HUMANOS CON EL MÉDICO ADENTRO

HUMANOS CON EL MÉDICO ADENTRO

Puede sonar a ciencia-ficción, pero un científico israelí ha sentado las bases del primer computador biológico que, reducido a dimensiones microscópicas e implantado en el organismo, dará la orden de elaborar en éste los medicamentos necesarios.

21 de junio de 1999, 05:00 am

Se trata de un computador mecánico que, si se logra construir a partir de moléculas biológicas con lo que su longitud se reduciría a 25 millonésimas de milímetro e implantar en el cuerpo humano, su programa decidirá qué medicamentos sintetizar a fin de corregir anomalías y prevenir o curar enfermedades.

El nuevo computador fue diseñado por el catedrático Ehud Shapira, un investigador de 46 años del Departamento de Ciencias de la Computación y Matemáticas Aplicadas del prestigioso Instituto Científico Weizman de la ciudad israelí de Rejovot, próxima a Tel Aviv que lo presentó la semana pasada en un congreso en Estados Unidos.

La presentación tuvo lugar en el prestigioso Instituto de Tecnología de Massachusetts (MIT, según su sigla en inglés), donde se celebró el quinto Congreso internacional de computadores basados en ácido desoxirribonucleico (el código genético ADN).

La idea aparece desde hace años en la literatura de ciencia-ficción: un computador de dimensiones mínimas, hecho de materiales orgánicos, implantado en la célula y que hace las veces de médico interno , es decir, regula los procesos biológicos del organismo y elabora medicamentos en el momento necesario.

Por ejemplo, dicho computador biológico podrá percibir cambios bioquímicos anómalos en el tejido y decidir, según su programa, qué medicamentos sintetizar y liberar para corregir la anomalía , dijo Shapira.

Además, podrá detectar procesos bioquímicos no deseables en la célula y elaborar el medicamento que no sólo frene la enfermedad sino que la evite , afirmó.

El computador diseñado por Shapira tiene 30 centímetros de longitud y funciona en forma similar a máquinas biológicas conocidas como los ribosomas, que son las cintas de producción de las proteínas en el cuerpo humano.

Según Shapira, en un futuro próximo, la ciencia podrá lograr un vuelco revolucionario en el terreno de la planificación molecular, y entonces será posible construir un computador biológico a partir de moléculas orgánicas.

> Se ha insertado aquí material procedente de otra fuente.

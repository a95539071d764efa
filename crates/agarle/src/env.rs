//! Environment control loop: reset, action, step, observe.

use tracing::{info, warn};

use crate::action::{Action, ActionKind};
use crate::ai::{BotManager, BotPolicy, GreedyBot, bot_name};
use crate::config::Config;
use crate::engine::Engine;
use crate::entity::Pid;
use crate::error::{EnvError, Result};
use crate::observation::{Encoder, GridEncoder, GridToggles, Observation, encoder_for};
use crate::render::Renderer;
use crate::world::GameView;

/// One controlled player in an arena full of scripted bots.
pub struct Environment {
    engine: Engine,
    pid: Pid,
    encoder: Box<dyn Encoder>,
    bots: BotManager,
    renderer: Option<Box<dyn Renderer>>,
    steps: u64,
}

impl Environment {
    /// Build and reset an environment. Configuration errors surface here,
    /// before any tick runs.
    pub fn new(config: Config) -> Result<Self> {
        let mut engine = Engine::new(config)?;
        let pid = engine.add_player("agent", false);

        let seed = engine.config().env.seed;
        let mut bots = BotManager::new();
        for index in 0..engine.config().env.num_bots {
            let bot = engine.add_player(bot_name(index), true);
            let bot_seed = seed.wrapping_add(index as u64 + 1);
            bots.add_bot(bot, Box::new(GreedyBot::new(bot_seed)));
        }

        let encoder = encoder_for(&engine.config().observation);
        info!(
            "Environment ready: agent {}, {} bots, {} frames per step",
            pid,
            bots.len(),
            engine.config().env.frames_per_step
        );

        let mut env = Self {
            engine,
            pid,
            encoder,
            bots,
            renderer: None,
            steps: 0,
        };
        env.reset();
        Ok(env)
    }

    /// Fresh arena with the configured counts; the agent is alive again.
    pub fn reset(&mut self) {
        self.engine.reset();
        self.bots.reset();
        self.steps = 0;
    }

    /// Validate and store the agent's pending action. On error the previous
    /// action stays in force.
    pub fn take_action(&mut self, dx: f32, dy: f32, kind: ActionKind) -> Result<()> {
        let action = Action::new(dx, dy, kind)?;
        self.engine.set_action(self.pid, action)
    }

    /// Run `frames_per_step` ticks. Returns the change of the agent's total
    /// mass over the step.
    pub fn step(&mut self) -> f32 {
        let before = self.agent_mass();
        for _ in 0..self.engine.config().env.frames_per_step {
            for (pid, action) in self.bots.decide_all(&self.engine.view()) {
                if let Err(err) = self.engine.set_action(pid, action) {
                    warn!("Dropping bot action: {}", err);
                }
            }
            self.engine.tick();
        }
        self.steps += 1;
        self.agent_mass() - before
    }

    /// Encode the last committed tick. Never mutates the engine.
    pub fn get_state(&self) -> Observation {
        self.encoder.encode(self.pid, self.engine.state())
    }

    /// True once the agent has no cells left.
    pub fn done(&self) -> bool {
        self.engine
            .state()
            .player(self.pid)
            .is_none_or(|p| p.is_dead())
    }

    /// Hand the committed state to the renderer, if one is attached.
    pub fn render(&mut self) {
        if let Some(renderer) = self.renderer.as_mut() {
            renderer.render(&self.engine.view(), self.pid);
        }
    }

    pub fn set_renderer(&mut self, renderer: Box<dyn Renderer>) {
        self.renderer = Some(renderer);
    }

    /// Switch to the grid encoder with the given toggles.
    pub fn configure_observation(
        &mut self,
        grid_size: usize,
        cells: bool,
        others: bool,
        viruses: bool,
        food: bool,
    ) -> Result<()> {
        if grid_size == 0 {
            return Err(EnvError::config("grid_size must be at least 1"));
        }
        let toggles = GridToggles {
            cells,
            others,
            viruses,
            food,
        };
        self.encoder = Box::new(GridEncoder::new(grid_size, toggles));
        Ok(())
    }

    /// Replace the policy driving a bot.
    pub fn set_bot_policy(&mut self, pid: Pid, policy: Box<dyn BotPolicy>) -> Result<()> {
        if !self.bots.contains(pid) {
            return Err(EnvError::UnknownPlayer(pid));
        }
        self.bots.add_bot(pid, policy);
        Ok(())
    }

    /// The controlled player.
    #[inline]
    pub fn pid(&self) -> Pid {
        self.pid
    }

    pub fn bot_pids(&self) -> Vec<Pid> {
        self.bots.pids().collect()
    }

    #[inline]
    pub fn view(&self) -> GameView<'_> {
        self.engine.view()
    }

    #[inline]
    pub fn engine(&self) -> &Engine {
        &self.engine
    }

    /// Direct engine access for scenario setup.
    #[inline]
    pub fn engine_mut(&mut self) -> &mut Engine {
        &mut self.engine
    }

    /// External steps since the last reset.
    #[inline]
    pub fn steps(&self) -> u64 {
        self.steps
    }

    fn agent_mass(&self) -> f32 {
        self.engine
            .state()
            .player(self.pid)
            .map_or(0.0, |p| p.total_mass())
    }
}

impl std::fmt::Debug for Environment {
    fn fmt(&self, f: &mut std::fmt::Formatter<'_>) -> std::fmt::Result {
        f.debug_struct("Environment")
            .field("pid", &self.pid)
            .field("steps", &self.steps)
            .field("engine", &self.engine)
            .field("bots", &self.bots)
            .finish()
    }
}

#[cfg(test)]
mod tests {
    use super::*;

    #[test]
    fn construction_fails_fast() {
        let config = Config::with_counts(4, -1.0, true, 10, 0, 0);
        assert!(matches!(Environment::new(config), Err(EnvError::Configuration(_))));
    }

    #[test]
    fn step_runs_frames_per_step_ticks() {
        let env_config = Config::with_counts(3, 1000.0, true, 20, 2, 2);
        let mut env = Environment::new(env_config).unwrap();
        assert!(!env.done());
        env.step();
        env.step();
        assert_eq!(env.engine().tick_count(), 6);
        assert_eq!(env.steps(), 2);
        assert_eq!(env.bot_pids().len(), 2);

        env.reset();
        assert_eq!(env.engine().tick_count(), 0);
    }

    #[test]
    fn grid_toggles_need_a_grid() {
        let mut env = Environment::new(Config::with_counts(1, 1000.0, true, 5, 0, 0)).unwrap();
        assert!(env.configure_observation(0, true, true, true, true).is_err());
        env.configure_observation(16, true, false, true, true).unwrap();
        let obs = env.get_state();
        assert_eq!(obs.grid().unwrap().shape(), &[5, 16, 16]);
    }
}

A diferencia de los computadores electrónicos de la generación actual, que se basan en los principios que sentó del catedrático estadounidense John von Neumann en 1940, el computador mecánico de Shapira se basa en el fabricado por el matemático británico Alan Turing en 1936.

Una vez que, en base al modelo de Shapira, se construya el computador biológico, éste podrá, por ejemplo en el caso de una carencia de determinada proteína, reunir diversos aminoácidos y elaborar la proteína necesaria, y de ese modo evitar el desarrollo de enfermedades.

Puesto que estará construido con materiales orgánicos, no será rechazado por el cuerpo humano y podrá servir de regulador natural y permanente en la célula.

Además del uso intracorporal, el computador biológico también será un instrumento eficaz en la industria biotecnológica, ya que con su ayuda será posible fabricar medicamentos en grandes cantidades.

Shapira obtuvo su doctorado en la Universidad de Yale, ingresó en el Instituto Weizman en 1982. En la década del ochenta estuvo implicado en el proyecto japonés del diseño de computadores de la quinta generación y publicó numerosos estudios científicos en el campo de los lenguajes lógicos de programación.